There's no firm conclusions, and enough left unsaid that they're carrying the dialogue over into the next episode, but I was still interested to see these two models put forward:
In the first, proposed by Vernon, quality engineering consists of preventing bugs (QA) and detecting bugs (testing). In the second, floated by Richard almost in spite of his better judgement, quality assurance is the holistic term. In this version there's a journey which begins with testing a product, shifts left into quality engineering, and develops metrics that tell us whether "quality" is "assured."

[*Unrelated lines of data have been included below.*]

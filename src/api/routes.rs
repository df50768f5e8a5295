//! API Routes
//!
//! Configures the Axum router with all cache server endpoints.

use axum::{
    routing::{delete, get, post, put},
    Router,
};
use tower_http::{
    cors::{Any, CorsLayer},
    trace::TraceLayer,
};

use super::handlers::{
    clear_handler, delete_handler, evict_handler, get_handler, health_handler,
    invalidate_tag_handler, keys_handler, set_handler, stats_handler, tag_keys_handler, AppState,
};

/// Creates the main router with all endpoints configured.
///
/// # Endpoints
/// - `PUT /set` - Store a key-value pair
/// - `GET /get/:key` - Retrieve a value by key
/// - `DELETE /del/:key` - Delete a key
/// - `GET /keys` - List live keys
/// - `GET /tags/:tag` - List keys carrying a tag
/// - `DELETE /tags/:tag` - Remove every entry carrying a tag
/// - `POST /evict` - Run the eviction policy now
/// - `DELETE /clear` - Remove every entry
/// - `GET /stats` - Get cache statistics
/// - `GET /health` - Health check endpoint
///
/// # Middleware
/// - CORS: Allows any origin (configurable for production)
/// - Tracing: Logs all requests for debugging
pub fn create_router(state: AppState) -> Router {
    let cors = CorsLayer::new()
        .allow_origin(Any)
        .allow_methods(Any)
        .allow_headers(Any);

    Router::new()
        .route("/set", put(set_handler))
        .route("/get/:key", get(get_handler))
        .route("/del/:key", delete(delete_handler))
        .route("/keys", get(keys_handler))
        .route("/tags/:tag", get(tag_keys_handler).delete(invalidate_tag_handler))
        .route("/evict", post(evict_handler))
        .route("/clear", delete(clear_handler))
        .route("/stats", get(stats_handler))
        .route("/health", get(health_handler))
        .layer(cors)
        .layer(TraceLayer::new_for_http())
        .with_state(state)
}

I think that searching for the one true definition of concepts like these is unlikely to be successful. Language is like water: its path today is shaped by the environment and its movement in turn progressively shapes the environment, which then reshapes the path. A classic feedback loop and so a classic case for systems thinking rather than prescriptivism.
In a different time and place, or for different people, the same terms can always mean different things and the way we use them influences the way we and others use them in future. But even if we could freeze the flow and remove the possibility of change, it's still the case that categories are notoriously hard to define precisely because at the edges concepts are fuzzy.

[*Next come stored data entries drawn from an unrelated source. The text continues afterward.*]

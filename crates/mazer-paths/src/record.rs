use mazer_core::{Coord, Dims};

/// Outcome of one search: the route found and the expansion order.
///
/// `path` runs from start to end inclusive and is empty when the end is
/// unreachable. `visited` lists every expanded cell in dequeue order and is
/// populated either way.
#[derive(Debug, Clone, Default, PartialEq, Eq)]
#[cfg_attr(feature = "serde", derive(serde::Serialize, serde::Deserialize))]
pub struct PathResult {
    pub path: Vec<Coord>,
    pub visited: Vec<Coord>,
}

impl PathResult {
    /// Whether a route to the end was found.
    #[inline]
    pub fn is_found(&self) -> bool {
        !self.path.is_empty()
    }

    /// Number of moves along the path, or `None` if no path was found.
    #[inline]
    pub fn steps(&self) -> Option<usize> {
        self.path.len().checked_sub(1)
    }
}

// ---------------------------------------------------------------------------
// SearchRecord
// ---------------------------------------------------------------------------

/// Predecessor link of one cell.
#[derive(Debug, Clone, Copy, Default, PartialEq, Eq)]
pub enum Link {
    /// Not discovered yet.
    #[default]
    Unseen,
    /// The search origin; has no predecessor.
    Root,
    /// Discovered from the cell with this packed index.
    From(usize),
}

/// Best-known predecessor of every discovered cell, keyed by packed index.
///
/// Owned by a single search call and dropped when it returns.
#[derive(Debug, Clone)]
pub struct SearchRecord {
    dims: Dims,
    links: Vec<Link>,
}

impl SearchRecord {
    /// Create an empty record covering `dims`.
    pub fn new(dims: Dims) -> Self {
        Self {
            dims,
            links: vec![Link::Unseen; dims.len()],
        }
    }

    /// Mark `c` as the search origin.
    pub fn root(&mut self, c: Coord) {
        if let Some(i) = self.dims.index(c) {
            self.links[i] = Link::Root;
        }
    }

    /// Record `from` as the predecessor of `c`, replacing any earlier link.
    pub fn link(&mut self, c: Coord, from: Coord) {
        if let (Some(i), Some(fi)) = (self.dims.index(c), self.dims.index(from)) {
            self.links[i] = Link::From(fi);
        }
    }

    /// The link stored for `c`. Out-of-range cells are [`Link::Unseen`].
    pub fn link_of(&self, c: Coord) -> Link {
        self.dims
            .index(c)
            .map_or(Link::Unseen, |i| self.links[i])
    }

    /// Whether `c` has been discovered.
    #[inline]
    pub fn is_seen(&self, c: Coord) -> bool {
        self.link_of(c) != Link::Unseen
    }

    /// Follow predecessor links from `end` back to the root and return the
    /// route in start-to-end order. Empty if `end` was never discovered.
    pub fn reconstruct(&self, end: Coord) -> Vec<Coord> {
        let Some(mut ci) = self.dims.index(end) else {
            return Vec::new();
        };
        let mut path = Vec::new();
        loop {
            match self.links[ci] {
                Link::Unseen => return Vec::new(),
                Link::Root => {
                    path.push(self.dims.coord(ci));
                    break;
                }
                Link::From(pi) => {
                    path.push(self.dims.coord(ci));
                    // A chain longer than the grid means the links loop.
                    if path.len() > self.links.len() {
                        return Vec::new();
                    }
                    ci = pi;
                }
            }
        }
        path.reverse();
        path
    }
}

#[cfg(test)]
mod tests {
    use super::*;

    #[test]
    fn reconstruct_follows_links() {
        let dims = Dims::new(3, 3);
        let mut rec = SearchRecord::new(dims);
        let a = Coord::new(0, 0);
        let b = Coord::new(0, 1);
        let c = Coord::new(1, 1);
        rec.root(a);
        rec.link(b, a);
        rec.link(c, b);

        assert_eq!(rec.reconstruct(c), vec![a, b, c]);
        assert_eq!(rec.reconstruct(a), vec![a]);
    }

    #[test]
    fn undiscovered_end_gives_empty_path() {
        let mut rec = SearchRecord::new(Dims::new(2, 2));
        rec.root(Coord::ZERO);
        assert!(rec.reconstruct(Coord::new(1, 1)).is_empty());
        assert!(rec.reconstruct(Coord::new(5, 5)).is_empty());
    }

    #[test]
    fn relink_replaces_predecessor() {
        let mut rec = SearchRecord::new(Dims::new(1, 4));
        let cells: Vec<_> = (0..4).map(|c| Coord::new(0, c)).collect();
        rec.root(cells[0]);
        rec.link(cells[2], cells[0]);
        rec.link(cells[3], cells[2]);
        assert_eq!(rec.reconstruct(cells[3]).len(), 3);

        rec.link(cells[1], cells[0]);
        rec.link(cells[2], cells[1]);
        assert_eq!(rec.reconstruct(cells[3]), cells);
    }

    #[test]
    fn seen_and_link_of() {
        let mut rec = SearchRecord::new(Dims::new(2, 2));
        assert!(!rec.is_seen(Coord::ZERO));
        rec.root(Coord::ZERO);
        rec.link(Coord::new(0, 1), Coord::ZERO);
        assert_eq!(rec.link_of(Coord::ZERO), Link::Root);
        assert_eq!(rec.link_of(Coord::new(0, 1)), Link::From(0));
        assert_eq!(rec.link_of(Coord::new(9, 9)), Link::Unseen);
    }

    #[test]
    fn path_result_helpers() {
        let none = PathResult::default();
        assert!(!none.is_found());
        assert_eq!(none.steps(), None);

        let one = PathResult {
            path: vec![Coord::new(1, 1)],
            visited: vec![Coord::new(1, 1)],
        };
        assert!(one.is_found());
        assert_eq!(one.steps(), Some(0));
    }
}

To give just one example: the perspective we take on a task can alter our categorisation. A developer spends a day working on a feature. At a high-level granularity this was a day developing but zoom in and we find that the morning was spent co-ordinating with stakeholders to check requirements followed by thinking, and most of the afternoon she was checking what turned out to be a one-line code change in a variety of important scenarios. Now what was the work? What can development include? What about if we did the same kind of work outside of a "development task"?
Here's an alternative model of QA, QE, and testing that roughly sketches that thought:
In spite of any objections I might have, I do love this kind of conversation because it encourages us to think about our work, how we do it, and how we communicate both of those things. It reminds us that others may have a different perspective and that our own view can change and that it may even already have changed without us noticing.
Knowing that others draw the boundaries of our work differently should be a warning to check for shared understanding at the level of detail that is important at any given time. Stepping away from the terminology can be a good thing at that point. Instead of "I'll test that" you might say "I'll check for X, Y, and Z."
This is one of the reasons that context-driving testing appeals to me: I want to take account of where I am, with who, and under what conditions in order to communicate and contribute effectively.
I also don't feel constrained by my job title to only do particular kinds of work. I would self-identify as a tester but frequently do work that is not testing in order to move things forward. It's also why, when I came up with my definition of testing, I was clear that it's my definition for me.
All of which means that I'm interested to hear the where the next episode of the podcast goes but also that when I'm asked if I QA or QE I'll still respond Q what, mate?